Human care for nature, as here assigned, establishes care for nature as an original element of the divine nature. It is because God is faithful in providence that young lions find food (Ps. 104:21); it is because He feeds the birds that they eat (Matt. 6:26; Luke 12:24); it is because He paints the blades of grass in the field that they have color (Matt. 6:30; Luke 12:28); it is because He is strong in power that stars and galaxies do not fail (Isa. 40:26). Imploding stars and withering grass, falling birds and deer-hunting lionesses, do not dispute or disprove this truth.
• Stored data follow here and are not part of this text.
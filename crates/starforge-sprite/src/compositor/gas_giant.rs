//! Banded gas giants with storms, lightning and optional rings.

use std::f64::consts::{FRAC_PI_3, FRAC_PI_6, PI, TAU};

use glam::DVec3;
use starforge_noise::{FieldSpec, Fields, FrequencyStack, det_atan2, det_cos, det_sin, det_sqrt, fbm};

use super::chain::{Layer, LayerInput, PriorityChain, always};
use super::{BodyCompositor, FrameContext, LayerHit, Shade, atmosphere_halo, remap, unit};
use crate::body::BodyKind;
use crate::palette::PaletteSet;
use crate::sampler::{LightingModel, OutsideSample, SurfaceSample, WORLD_SCALE};

const SPECS: &[FieldSpec] = &[
    FieldSpec::fbm("jet", 2.0, 3),
    FieldSpec::turbulence("turbulence", 6.0, 4).offset(31.0, 0.0, 0.0),
    FieldSpec::fbm("swirl", 3.0, 3).offset(0.0, 19.0, 0.0),
    FieldSpec::fbm("storms", 8.0, 2).offset(0.0, 0.0, 43.0),
];
const STACK: FrequencyStack = FrequencyStack::new(SPECS);

const NIGHT: f64 = 0.05;
const LIGHTNING_FREQUENCY: f64 = 12.0;
const RING_STRUCTURE_FREQUENCY: f64 = 14.0;

/// An elliptical storm fixed to the rotating surface.
#[derive(Clone, Copy, Debug, PartialEq)]
pub struct Spot {
    pub latitude: f64,
    pub longitude: f64,
    /// Half-width in radians of longitude.
    pub width: f64,
    /// Half-height in latitude units.
    pub height: f64,
}

/// A tilted ring system in units of the planet radius.
#[derive(Clone, Copy, Debug, PartialEq)]
pub struct Rings {
    pub inner: f64,
    pub outer: f64,
    /// Minor/major axis ratio of the projected ellipse.
    pub tilt: f64,
    /// Ring-structure noise below this leaves a gap.
    pub gap_threshold: f64,
}

#[derive(Clone, Copy, Debug, PartialEq)]
pub struct GasGiantTuning {
    /// Light/dark band pairs from pole to pole.
    pub band_count: f64,
    pub jet_weight: f64,
    pub turbulence_weight: f64,
    pub storm_threshold: f64,
    pub lightning_threshold: f64,
    pub spot: Option<Spot>,
    pub polar_hexagon: bool,
    pub rings: Option<Rings>,
    pub halo_extent: f64,
}

const JOVIAN: GasGiantTuning = GasGiantTuning {
    band_count: 7.0,
    jet_weight: 0.12,
    turbulence_weight: 0.06,
    storm_threshold: 0.58,
    lightning_threshold: 0.62,
    spot: Some(Spot {
        latitude: 0.38,
        longitude: 0.6,
        width: 0.5,
        height: 0.18,
    }),
    polar_hexagon: false,
    rings: None,
    halo_extent: 1.04,
};

const SATURNIAN: GasGiantTuning = GasGiantTuning {
    band_count: 9.0,
    jet_weight: 0.08,
    turbulence_weight: 0.04,
    storm_threshold: 0.66,
    lightning_threshold: 0.7,
    spot: None,
    polar_hexagon: true,
    rings: Some(Rings {
        inner: 1.3,
        outer: 2.2,
        tilt: 0.3,
        gap_threshold: -0.12,
    }),
    halo_extent: 1.04,
};

const ICE: GasGiantTuning = GasGiantTuning {
    band_count: 4.0,
    jet_weight: 0.06,
    turbulence_weight: 0.03,
    storm_threshold: 0.64,
    lightning_threshold: 0.72,
    spot: Some(Spot {
        latitude: -0.3,
        longitude: -1.2,
        width: 0.32,
        height: 0.12,
    }),
    polar_hexagon: false,
    rings: None,
    halo_extent: 1.04,
};

const HOT: GasGiantTuning = GasGiantTuning {
    band_count: 5.0,
    jet_weight: 0.16,
    turbulence_weight: 0.14,
    storm_threshold: 0.55,
    lightning_threshold: 0.5,
    spot: None,
    polar_hexagon: false,
    rings: None,
    halo_extent: 1.06,
};

impl GasGiantTuning {
    pub fn for_variant(variant: &str) -> Self {
        match variant {
            "saturnian" => SATURNIAN,
            "ice" => ICE,
            "hot" => HOT,
            _ => JOVIAN,
        }
    }
}

/// Shortest signed angle from `b` to `a`.
fn angle_between(a: f64, b: f64) -> f64 {
    (a - b + PI).rem_euclid(TAU) - PI
}

/// Ring shade at a frame offset, `None` off the rings or in a gap.
fn ring_at(dx: f64, dy: f64, rings: &Rings, palette: &PaletteSet, ctx: &FrameContext<'_>) -> Option<Shade> {
    let radius = ctx.layout.radius;
    let x = dx / radius;
    let y = dy / radius / rings.tilt;
    let rr = det_sqrt(x * x + y * y);
    if rr < rings.inner || rr > rings.outer {
        return None;
    }
    let structure = fbm(ctx.noise, DVec3::new(rr * RING_STRUCTURE_FREQUENCY, 0.5, 0.5), 3);
    if structure < rings.gap_threshold {
        return None;
    }
    let density = remap(structure, rings.gap_threshold, 1.0);
    let facing = 0.7 + 0.3 * det_sin(det_atan2(y, x));
    let color = palette.ramp("ring").pick(remap(rr, rings.inner, rings.outer));
    Some(Shade::emissive(color, 0.55 + 0.45 * density).scaled(facing))
}

type Input<'a> = LayerInput<'a, SurfaceSample, GasGiantTuning>;

fn lightning_value(input: &Input<'_>) -> f64 {
    let (cos_t, sin_t) = input.ctx.time;
    let point = input.sample.world * LIGHTNING_FREQUENCY + DVec3::new(3.0 * cos_t, 3.0 * sin_t, 0.0);
    input.ctx.sample(point)
}

fn is_lightning(input: &Input<'_>) -> bool {
    input.sample.light_intensity < NIGHT && lightning_value(input) > input.tuning.lightning_threshold
}

fn lightning(input: &Input<'_>) -> Shade {
    let t = remap(lightning_value(input), input.tuning.lightning_threshold, 1.0);
    Shade::emissive(input.palette.ramp("lightning").pick(t), 1.0)
}

/// Distance from the north pole in units of the hexagon's edge, `< 1` inside.
fn hexagon_distance(sample: &SurfaceSample) -> f64 {
    const APOTHEM: f64 = 0.34;
    let p = sample.world / WORLD_SCALE;
    let rho = det_sqrt(p.x * p.x + p.z * p.z);
    let theta = det_atan2(p.z, p.x).rem_euclid(FRAC_PI_3) - FRAC_PI_6;
    rho * det_cos(theta) / APOTHEM
}

fn is_polar(input: &Input<'_>) -> bool {
    input.tuning.polar_hexagon && input.sample.latitude() < 0.0 && hexagon_distance(input.sample) < 1.0
}

fn polar(input: &Input<'_>) -> Shade {
    let t = 1.0 - hexagon_distance(input.sample) + 0.2 * input.fields.get("swirl");
    Shade::lit(input.palette.ramp("polar").pick(t))
}

fn spot_distance(input: &Input<'_>) -> Option<f64> {
    let spot = input.tuning.spot?;
    let dlat = (input.sample.latitude() - spot.latitude) / spot.height;
    let dlon = angle_between(input.sample.longitude(), spot.longitude) / spot.width;
    Some(det_sqrt(dlat * dlat + dlon * dlon) + 0.15 * input.fields.get("swirl"))
}

fn is_spot(input: &Input<'_>) -> bool {
    spot_distance(input).is_some_and(|d| d < 1.0)
}

fn spot(input: &Input<'_>) -> Shade {
    let d = spot_distance(input).unwrap_or(1.0);
    Shade::lit(input.palette.ramp("spot").pick(1.0 - d))
}

fn is_storm(input: &Input<'_>) -> bool {
    input.fields.get("storms") > input.tuning.storm_threshold
}

fn storm(input: &Input<'_>) -> Shade {
    let t = remap(input.fields.get("storms"), input.tuning.storm_threshold, 1.0);
    Shade::lit(input.palette.ramp("storm").pick(t))
}

fn band(input: &Input<'_>) -> Shade {
    let tuning = input.tuning;
    let fields = input.fields;
    let latitude = input.sample.latitude()
        + tuning.jet_weight * fields.get("jet")
        + 0.05 * fields.get("swirl")
        + tuning.turbulence_weight * fields.get("turbulence");
    let wave = det_sin(latitude * tuning.band_count * PI);
    let class = if wave >= 0.0 { "band_light" } else { "band_dark" };
    let t = 0.7 * wave.abs() + 0.3 * unit(fields.get("swirl"));
    Shade::lit(input.palette.ramp(class).pick(t))
}

const LAYERS: &[Layer<SurfaceSample, GasGiantTuning>] = &[
    Layer::new("lightning", is_lightning, lightning),
    Layer::new("polar_hexagon", is_polar, polar),
    Layer::new("great_spot", is_spot, spot),
    Layer::new("storm", is_storm, storm),
    Layer::new("band", always, band),
];
const CHAIN: PriorityChain<SurfaceSample, GasGiantTuning> = PriorityChain::new(LAYERS);

type OutsideInput<'a> = LayerInput<'a, OutsideSample, GasGiantTuning>;

fn ring(input: &OutsideInput<'_>) -> Option<Shade> {
    let rings = input.tuning.rings.as_ref()?;
    ring_at(input.sample.dx, input.sample.dy, rings, input.palette, input.ctx)
}

fn is_halo(input: &OutsideInput<'_>) -> bool {
    input.sample.normalized_distance <= input.tuning.halo_extent
}

fn halo(input: &OutsideInput<'_>) -> Shade {
    atmosphere_halo(input.sample.normalized_distance, input.palette, input.tuning.halo_extent)
}

const OUTSIDE_LAYERS: &[Layer<OutsideSample, GasGiantTuning>] = &[
    Layer::fused("ring", ring),
    Layer::new("atmosphere", is_halo, halo),
];
const OUTSIDE: PriorityChain<OutsideSample, GasGiantTuning> = PriorityChain::new(OUTSIDE_LAYERS);

#[derive(Clone, Copy, Debug)]
pub struct GasGiantCompositor {
    tuning: GasGiantTuning,
}

impl GasGiantCompositor {
    pub fn new(variant: &str) -> Self {
        Self {
            tuning: GasGiantTuning::for_variant(variant),
        }
    }

    pub fn tuning(&self) -> &GasGiantTuning {
        &self.tuning
    }
}

impl BodyCompositor for GasGiantCompositor {
    fn kind(&self) -> BodyKind {
        BodyKind::GasGiant
    }

    fn stack(&self) -> FrequencyStack {
        STACK
    }

    fn lighting(&self) -> LightingModel {
        LightingModel::new(0.05, 0.9, 0.6, 0.45)
    }

    fn spin(&self) -> u32 {
        2
    }

    fn disc_fraction(&self) -> f64 {
        if self.tuning.rings.is_some() { 0.42 } else { 0.88 }
    }

    fn effect_extent(&self) -> f64 {
        match self.tuning.rings {
            Some(rings) => rings.outer.max(self.tuning.halo_extent),
            None => self.tuning.halo_extent,
        }
    }

    fn shade_disc(
        &self,
        sample: &SurfaceSample,
        fields: &Fields,
        palette: &PaletteSet,
        ctx: &FrameContext<'_>,
    ) -> Option<LayerHit> {
        CHAIN.resolve(&LayerInput {
            sample,
            fields,
            palette,
            tuning: &self.tuning,
            ctx,
        })
    }

    fn shade_outside(
        &self,
        sample: &OutsideSample,
        palette: &PaletteSet,
        ctx: &FrameContext<'_>,
    ) -> Option<LayerHit> {
        OUTSIDE.resolve(&LayerInput {
            sample,
            fields: &Fields::new(),
            palette,
            tuning: &self.tuning,
            ctx,
        })
    }

    /// The near half of the rings passes in front of the disc.
    fn shade_overlay(
        &self,
        sample: &SurfaceSample,
        palette: &PaletteSet,
        ctx: &FrameContext<'_>,
    ) -> Option<LayerHit> {
        let rings = self.tuning.rings.as_ref()?;
        if sample.dy <= 0.0 {
            return None;
        }
        ring_at(sample.dx, sample.dy, rings, palette, ctx).map(|shade| LayerHit {
            layer: "ring",
            shade,
        })
    }
}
They only show more compellingly the accuracy of the revelation in Genesis on sin’s violation of God’s spotless first canvas. And they show the incompatibility of death and evolution’s stories with the original perfections of Genesis 1-2.
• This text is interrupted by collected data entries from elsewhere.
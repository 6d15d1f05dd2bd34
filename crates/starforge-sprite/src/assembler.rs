//! Frame rendering and filmstrip assembly.

use std::f64::consts::TAU;

use noise::NoiseFn;
use starforge_noise::{Fields, FrequencyStack, NoiseField};
use tracing::{debug, instrument};

use crate::body::BodySpec;
use crate::buffer::PixelBuffer;
use crate::compositor::{BodyCompositor, FrameContext, compositor_for};
use crate::error::SpriteError;
use crate::palette::{PaletteSet, PaletteTable};
use crate::sampler::{FrameLayout, PixelSample, SurfaceSampler};
use crate::sheet::SpriteSheet;

/// Renders the frames of one body.
///
/// Resolves the palette and compositor once; each frame is then a pure
/// function of the spec, the noise source and the frame phase.
pub struct FrameAssembler<N = NoiseField> {
    spec: BodySpec,
    noise: N,
    palette: &'static PaletteSet,
    compositor: Box<dyn BodyCompositor>,
}

impl FrameAssembler<NoiseField> {
    /// An assembler over a gradient noise field seeded from `spec.seed`.
    pub fn new(spec: &BodySpec) -> Result<Self, SpriteError> {
        Self::with_noise(spec, NoiseField::new(spec.seed))
    }
}

impl<N: NoiseFn<f64, 3>> FrameAssembler<N> {
    /// An assembler over any noise source. Fails on invalid dimensions.
    pub fn with_noise(spec: &BodySpec, noise: N) -> Result<Self, SpriteError> {
        spec.validate()?;
        if !spec.has_known_variant() {
            debug!(kind = %spec.kind, variant = %spec.variant, "unknown variant, using defaults");
        }
        Ok(Self {
            spec: spec.clone(),
            noise,
            palette: PaletteTable::resolve(spec.kind, &spec.variant),
            compositor: compositor_for(spec.kind, &spec.variant),
        })
    }

    pub fn spec(&self) -> &BodySpec {
        &self.spec
    }

    pub fn compositor(&self) -> &dyn BodyCompositor {
        self.compositor.as_ref()
    }

    /// Frame geometry shared by every frame.
    pub fn layout(&self) -> FrameLayout {
        FrameLayout::new(
            self.spec.frame_width,
            self.spec.frame_height,
            self.compositor.disc_fraction(),
        )
    }

    /// Animation phase of frame `index`; indices wrap at the frame count.
    pub fn phase(&self, index: u32) -> f64 {
        let count = self.spec.frame_count;
        (index % count) as f64 / count as f64 * TAU
    }

    /// Render frame `index` into its own buffer.
    pub fn render_frame(&self, index: u32) -> PixelBuffer {
        self.render_phase(self.phase(index))
    }

    /// Render one frame at an arbitrary animation phase.
    pub fn render_phase(&self, phase: f64) -> PixelBuffer {
        let compositor = self.compositor.as_ref();
        let layout = self.layout();
        let pixel_size = self.spec.pixel_size;
        let ctx = FrameContext::new(&self.noise, phase, compositor.spin(), layout);
        let sampler = SurfaceSampler::new(layout, pixel_size, ctx.rotation, compositor.lighting());
        let stack: FrequencyStack = compositor.stack();
        let extent = compositor.effect_extent();

        let mut frame = PixelBuffer::new(layout.width, layout.height);
        let mut fields = Fields::with_capacity(stack.specs().len());
        for (x, y, sample) in sampler.blocks() {
            let on_disc = matches!(sample, PixelSample::Disc(_));
            let rgba = match sample {
                PixelSample::Disc(surface) => {
                    stack.evaluate_into(&self.noise, surface.world, phase, &mut fields);
                    let base = compositor
                        .shade_disc(&surface, &fields, self.palette, &ctx)
                        .map(|hit| hit.shade.to_rgba(ctx.detail(surface.world), surface.brightness));
                    let overlay = compositor
                        .shade_overlay(&surface, self.palette, &ctx)
                        .map(|hit| hit.shade.to_rgba(0.0, 1.0));
                    composite(base, overlay)
                }
                PixelSample::Outside(outside) if outside.normalized_distance <= extent => compositor
                    .shade_outside(&outside, self.palette, &ctx)
                    .map(|hit| hit.shade.to_rgba(0.0, 1.0)),
                PixelSample::Outside(_) => None,
            };
            if let Some(rgba) = rgba
                && rgba[3] > 0
            {
                // Edge blocks only paint the pixels on their own side of the limb.
                frame.fill_rect_where(x, y, pixel_size, pixel_size, rgba, |px, py| {
                    sampler.on_disc(px, py) == on_disc
                });
            }
        }
        frame
    }

    /// Render every frame into a packed filmstrip.
    #[instrument(skip(self), fields(kind = %self.spec.kind, variant = %self.spec.variant, seed = self.spec.seed))]
    pub fn assemble(&self) -> SpriteSheet {
        let spec = &self.spec;
        let mut sheet = SpriteSheet::new(spec.frame_width, spec.frame_height, spec.frame_count);
        for index in 0..spec.frame_count {
            let frame = self.render_frame(index);
            sheet.place(index, &frame);
        }
        debug!(
            width = sheet.width(),
            height = sheet.height(),
            frames = sheet.frame_count,
            "sprite sheet assembled"
        );
        sheet
    }
}

/// Generate the full sprite sheet for `spec`.
pub fn generate(spec: &BodySpec) -> Result<SpriteSheet, SpriteError> {
    Ok(FrameAssembler::new(spec)?.assemble())
}

/// Generate with a caller-supplied noise source.
pub fn generate_with_noise<N: NoiseFn<f64, 3>>(
    spec: &BodySpec,
    noise: N,
) -> Result<SpriteSheet, SpriteError> {
    Ok(FrameAssembler::with_noise(spec, noise)?.assemble())
}

/// Source-over composite of `top` onto `base`.
fn composite(base: Option<[u8; 4]>, top: Option<[u8; 4]>) -> Option<[u8; 4]> {
    let (base, top) = match (base, top) {
        (base, None) => return base,
        (None, top) => return top,
        (Some(base), Some(top)) => (base, top),
    };
    let top_alpha = f64::from(top[3]) / 255.0;
    let base_alpha = f64::from(base[3]) / 255.0;
    let out_alpha = top_alpha + base_alpha * (1.0 - top_alpha);
    if out_alpha <= 0.0 {
        return Some([0; 4]);
    }
    let channel = |i: usize| {
        let c = (f64::from(top[i]) * top_alpha + f64::from(base[i]) * base_alpha * (1.0 - top_alpha))
            / out_alpha;
        c.round().clamp(0.0, 255.0) as u8
    };
    Some([
        channel(0),
        channel(1),
        channel(2),
        (out_alpha * 255.0).round().clamp(0.0, 255.0) as u8,
    ])
}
In those days before sin’s tragedy the walls of the idyllic garden that was our original home “were hung with the most magnificent adornings—the handiwork of the great Master Artist.”3 Among its trees, “laden with fragrant and delicious fruit,”4 and lovely, graceful, strong, and upright vines “drooping under their load of tempting fruit of the richest and most varied hues,”5 the first man and woman “enjoyed open communion” with God,6 as He led them into mind-boggling studies of “the mysteries of the visible universe,” and “the laws and operations of nature.”7 They were, after all, created in the image and likeness of the genius of eternity, capable of “converse with leaf and flower and tree,” gathering life’s secrets from “every living creature, from the mighty leviathan that playeth among the waters to the insect mote that floats in the sunbeam.”8

The sun in the blue dome above them knew only kindly smiles in those days. Now, because of sin’s disruption, it bears down fiercely upon little children standing to sing for the princess, so that some even faint. But in the beginning, Genesis instructs, life’s perfection was perfection.

Genesis and Now

The God of Genesishas not left Himself without witness, nor left us without answers to our queries. And His answers are not merely for yesterday. The nobility of our origins and purposes, the means to pay for being, or for being from somewhere, are not exhausted because millennia have passed.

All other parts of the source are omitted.